● **Required action**: The lines from the start of the records through the one containing "pub fn new()" are to be restated word for word; please include both ends.

● **Records to use**:
━━━━━━
//! Command routing: one parsed message in, zero to two typed events out.
//!
//! The [`Dispatcher`] owns the command registry. Dispatch is a pure
//! function of (registry, message); the registry changes only through the
//! explicit administrative calls, never during dispatch, so one writer and
//! any number of readers coexist under ordinary borrow rules. Unknown
//! commands and malformed input never error; the absence of an event is the
//! only signal.

use std::collections::HashMap;

use crate::channel::Channel;
use crate::event::{
    notice, usernotice, ChatCleared, ChatMessage, ChatRoomStateEvent, EndOfNames, Event,
    HostingStarted, HostingStopped, Membership, NamesReply, Notice, RoomStateEvent, UserBan,
    UserStateEvent, UserTimeout, Whisper,
};
use crate::message::ParsedMessage;
use crate::tags::records::{
    ChatMessageTags, ChatRoomStateTags, ClearChatTags, GlobalUserStateTags, RoomStateTags,
    UserNoticeTags, UserStateTags, WhisperTags,
};
use crate::tags::TagPresence;
use crate::wire::NoticeKind;

/// A command handler: builds this command's events from one message.
///
/// `channel` is the pre-classified source, when the message had a
/// channel-shaped parameter.
pub type Handler = fn(&ParsedMessage, Option<&Channel>) -> Vec<Event>;

/// Routes parsed messages to typed events through a command registry.
///
/// Each client instance owns its dispatcher, so instances with different
/// handler overrides coexist.
#[derive(Clone)]
pub struct Dispatcher {
    registry: HashMap<String, Handler>,
}

impl Dispatcher {
    /// A dispatcher with the built-in handler set.
    pub fn new() -> Dispatcher {
        let mut dispatcher = Dispatcher {
            registry: HashMap::new(),
        };
        dispatcher.reset_registry();
        dispatcher
    }

    /// Restore the built-in handler set, dropping every override. Idempotent.
    pub fn reset_registry(&mut self) {
        self.registry.clear();
        for (command, handler) in DEFAULT_HANDLERS {
            self.registry.insert(command.to_string(), *handler);
        }
    }

    /// Install or replace the handler for one command token.
    pub fn set_handler(&mut self, command: &str, handler: Handler) {
        self.registry.insert(command.to_string(), handler);
    }

    /// Remove the handler for one command token.
    pub fn remove_handler(&mut self, command: &str) -> bool {
        self.registry.remove(command).is_some()
    }

    /// Whether a handler is registered for the command token.
    pub fn handles(&self, command: &str) -> bool {
        self.registry.contains_key(command)
    }

    /// Route one message. Returns zero, one, or two events.
    pub fn dispatch(&self, msg: &ParsedMessage) -> Vec<Event> {
        let Some(handler) = self.registry.get(msg.command.as_str()) else {
            tracing::debug!(command = %msg.command, "ignoring unregistered command");
            return Vec::new();
        };
        let channel = msg.channel_param().map(Channel::parse);
        handler(msg, channel.as_ref())
    }

    /// Route one message, delivering events through a callback.
    ///
    /// Returns the number of events delivered.
    pub fn dispatch_with<F: FnMut(Event)>(&self, msg: &ParsedMessage, mut sink: F) -> usize {
        let events = self.dispatch(msg);
        let delivered = events.len();
        for event in events {
            sink(event);
        }
        delivered
    }
}

impl Default for Dispatcher {
    fn default() -> Dispatcher {
        Dispatcher::new()
    }
}

/// Built-in command set: the Twitch commands plus the native IRC ones this
/// core understands.
const DEFAULT_HANDLERS: &[(&str, Handler)] = &[
    ("WHISPER", handle_whisper),
    ("CLEARCHAT", handle_clearchat),
    ("GLOBALUSERSTATE", handle_globaluserstate),
    ("ROOMSTATE", handle_roomstate),
    ("USERNOTICE", handle_usernotice),
    ("USERSTATE", handle_userstate),
    ("HOSTTARGET", handle_hosttarget),
    ("RECONNECT", handle_reconnect),
    ("NOTICE", handle_notice),
    ("PRIVMSG", handle_privmsg),
    ("JOIN", handle_join),
    ("PART", handle_part),
    ("MODE", handle_mode),
    ("PING", handle_ping),
    ("PONG", handle_pong),
    ("353", handle_names_reply),
    ("366", handle_end_of_names),
];

fn channel_or_default(channel: Option<&Channel>) -> Channel {
    channel
        .cloned()
        .unwrap_or_else(|| Channel::Stream(String::new()))
}

/// Strip `/me` ACTION framing, reporting whether it was there.
fn strip_action(text: &str) -> (String, bool) {
    match text.strip_prefix("\u{1}ACTION ") {
        Some(body) => (body.trim_end_matches('\u{1}').to_string(), true),
        None => (text.to_string(), false),
    }
}

fn handle_privmsg(msg: &ParsedMessage, channel: Option<&Channel>) -> Vec<Event> {
    let (text, is_action) = strip_action(msg.param(1));
    vec![Event::Message(ChatMessage {
        channel: channel_or_default(channel),
        sender: msg.prefix_nick().to_string(),
        text,
        is_action,
        tags: ChatMessageTags::from_tags(&msg.tags),
    })]
}

fn handle_whisper(msg: &ParsedMessage, _channel: Option<&Channel>) -> Vec<Event> {
    vec![Event::Whisper(Whisper {
        sender: msg.prefix_nick().to_string(),
        target: msg.param(0).to_string(),
        text: msg.param(1).to_string(),
        tags: WhisperTags::from_tags(&msg.tags),
    })]
}

fn handle_clearchat(msg: &ParsedMessage, channel: Option<&Channel>) -> Vec<Event> {
    let channel = channel_or_default(channel);
    let target = msg.param(1);
    if target.is_empty() {
        return vec![Event::ChatCleared(ChatCleared { channel })];
    }
    let tags = ClearChatTags::from_tags(&msg.tags);
    if msg.tags.presence("ban-duration") == TagPresence::Present {
        vec![Event::UserTimedOut(UserTimeout {
            channel,
            user_login: target.to_string(),
            duration: tags.ban_duration,
            reason: tags.ban_reason,
            target_user_id: tags.target_user_id,
        })]
    } else {
        vec![Event::UserBanned(UserBan {
            channel,
            user_login: target.to_string(),
            reason: tags.ban_reason,
            target_user_id: tags.target_user_id,
        })]
    }
}

fn handle_globaluserstate(msg: &ParsedMessage, _channel: Option<&Channel>) -> Vec<Event> {
    vec![Event::GlobalUserState(GlobalUserStateTags::from_tags(
        &msg.tags,
    ))]
}

fn handle_roomstate(msg: &ParsedMessage, channel: Option<&Channel>) -> Vec<Event> {
    match channel_or_default(channel) {
        Channel::Stream(channel) => vec![Event::RoomState(RoomStateEvent {
            channel,
            tags: RoomStateTags::from_tags(&msg.tags),
        })],
        Channel::ChatRoom(room) => vec![Event::ChatRoomState(ChatRoomStateEvent {
            room,
            tags: ChatRoomStateTags::from_tags(&msg.tags),
        })],
    }
}

fn handle_usernotice(msg: &ParsedMessage, channel: Option<&Channel>) -> Vec<Event> {
    let channel = channel_or_default(channel);
    let message = msg.param(1);
    let mut events = vec![Event::UserNotice(usernotice::UserNoticeEvent {
        channel: channel.clone(),
        message: message.to_string(),
        tags: UserNoticeTags::from_tags(&msg.tags),
    })];
    if let Some(specific) = usernotice::classify(&channel, &msg.tags, message) {
        events.push(specific);
    }
    events
}

fn handle_userstate(msg: &ParsedMessage, channel: Option<&Channel>) -> Vec<Event> {
    vec![Event::UserState(UserStateEvent {
        channel: channel_or_default(channel),
        tags: UserStateTags::from_tags(&msg.tags),
    })]
}

fn handle_hosttarget(msg: &ParsedMessage, _channel: Option<&Channel>) -> Vec<Event> {
    let channel = msg.param(0).to_string();
    let spec = msg.param(1);
    let mut words = spec.split_whitespace();
    let target = words.next().unwrap_or("");
    let viewers = words.next().and_then(|n| n.parse().ok()).unwrap_or(0);
    if target == "-" {
        vec![Event::HostingStopped(HostingStopped { channel, viewers })]
    } else {
        vec![Event::HostingStarted(HostingStarted {
            channel,
            target: target.to_string(),
            viewers,
        })]
    }
}

fn handle_reconnect(_msg: &ParsedMessage, _channel: Option<&Channel>) -> Vec<Event> {
    vec![Event::Reconnect]
}

fn handle_notice(msg: &ParsedMessage, channel: Option<&Channel>) -> Vec<Event> {
    let channel = channel_or_default(channel);
    let msg_id = msg.tags.string("msg-id");
    let kind: NoticeKind = msg.tags.wire("msg-id");
    let message = msg.param(1);
    let mut events = vec![Event::Notice(Notice {
        channel: channel.clone(),
        kind,
        msg_id,
        message: message.to_string(),
    })];
    if let Some(specific) = notice::classify(kind, &channel, message) {
        events.push(specific);
    }
    events
}

fn handle_join(msg: &ParsedMessage, channel: Option<&Channel>) -> Vec<Event> {
    vec![Event::UserJoined(Membership {
        channel: channel_or_default(channel),
        user: msg.prefix_nick().to_string(),
    })]
}

fn handle_part(msg: &ParsedMessage, channel: Option<&Channel>) -> Vec<Event> {
    vec![Event::UserParted(Membership {
        channel: channel_or_default(channel),
        user: msg.prefix_nick().to_string(),
    })]
}

fn handle_mode(msg: &ParsedMessage, channel: Option<&Channel>) -> Vec<Event> {
    let membership = Membership {
        channel: channel_or_default(channel),
        user: msg.param(2).to_string(),
    };
    match msg.param(1) {
        "+o" => vec![Event::ModeratorAdded(membership)],
        "-o" => vec![Event::ModeratorRemoved(membership)],
        _ => Vec::new(),
    }
}

fn handle_ping(msg: &ParsedMessage, _channel: Option<&Channel>) -> Vec<Event> {
    vec![Event::Ping(msg.param(0).to_string())]
}

fn handle_pong(msg: &ParsedMessage, _channel: Option<&Channel>) -> Vec<Event> {
    let payload = msg.params.last().cloned().unwrap_or_default();
    vec![Event::Pong(payload)]
}

fn handle_names_reply(msg: &ParsedMessage, _channel: Option<&Channel>) -> Vec<Event> {
    vec![Event::NamesReply(NamesReply {
        channel: msg.param(2).to_string(),
        users: msg
            .param(3)
            .split_whitespace()
            .map(str::to_string)
            .collect(),
    })]
}

fn handle_end_of_names(msg: &ParsedMessage, _channel: Option<&Channel>) -> Vec<Event> {
    vec![Event::EndOfNames(EndOfNames {
        channel: msg.param(1).to_string(),
    })]
}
━━━━━━
● **Result of this exercise**:
//! Command routing: one parsed message in, zero to two typed events out.
//!
//! The [`Dispatcher`] owns the command registry. Dispatch is a pure
//! function of (registry, message); the registry changes only through the
//! explicit administrative calls, never during dispatch, so one writer and
//! any number of readers coexist under ordinary borrow rules. Unknown
//! commands and malformed input never error; the absence of an event is the
//! only signal.

use std::collections::HashMap;

use crate::channel::Channel;
use crate::event::{
    notice, usernotice, ChatCleared, ChatMessage, ChatRoomStateEvent, EndOfNames, Event,
    HostingStarted, HostingStopped, Membership, NamesReply, Notice, RoomStateEvent, UserBan,
    UserStateEvent, UserTimeout, Whisper,
};
use crate::message::ParsedMessage;
use crate::tags::records::{
    ChatMessageTags, ChatRoomStateTags, ClearChatTags, GlobalUserStateTags, RoomStateTags,
    UserNoticeTags, UserStateTags, WhisperTags,
};
use crate::tags::TagPresence;
use crate::wire::NoticeKind;

/// A command handler: builds this command's events from one message.
///
/// `channel` is the pre-classified source, when the message had a
/// channel-shaped parameter.
pub type Handler = fn(&ParsedMessage, Option<&Channel>) -> Vec<Event>;

/// Routes parsed messages to typed events through a command registry.
///
/// Each client instance owns its dispatcher, so instances with different
/// handler overrides coexist.
#[derive(Clone)]
pub struct Dispatcher {
    registry: HashMap<String, Handler>,
}

impl Dispatcher {
    /// A dispatcher with the built-in handler set.
    pub fn new() -> Dispatcher {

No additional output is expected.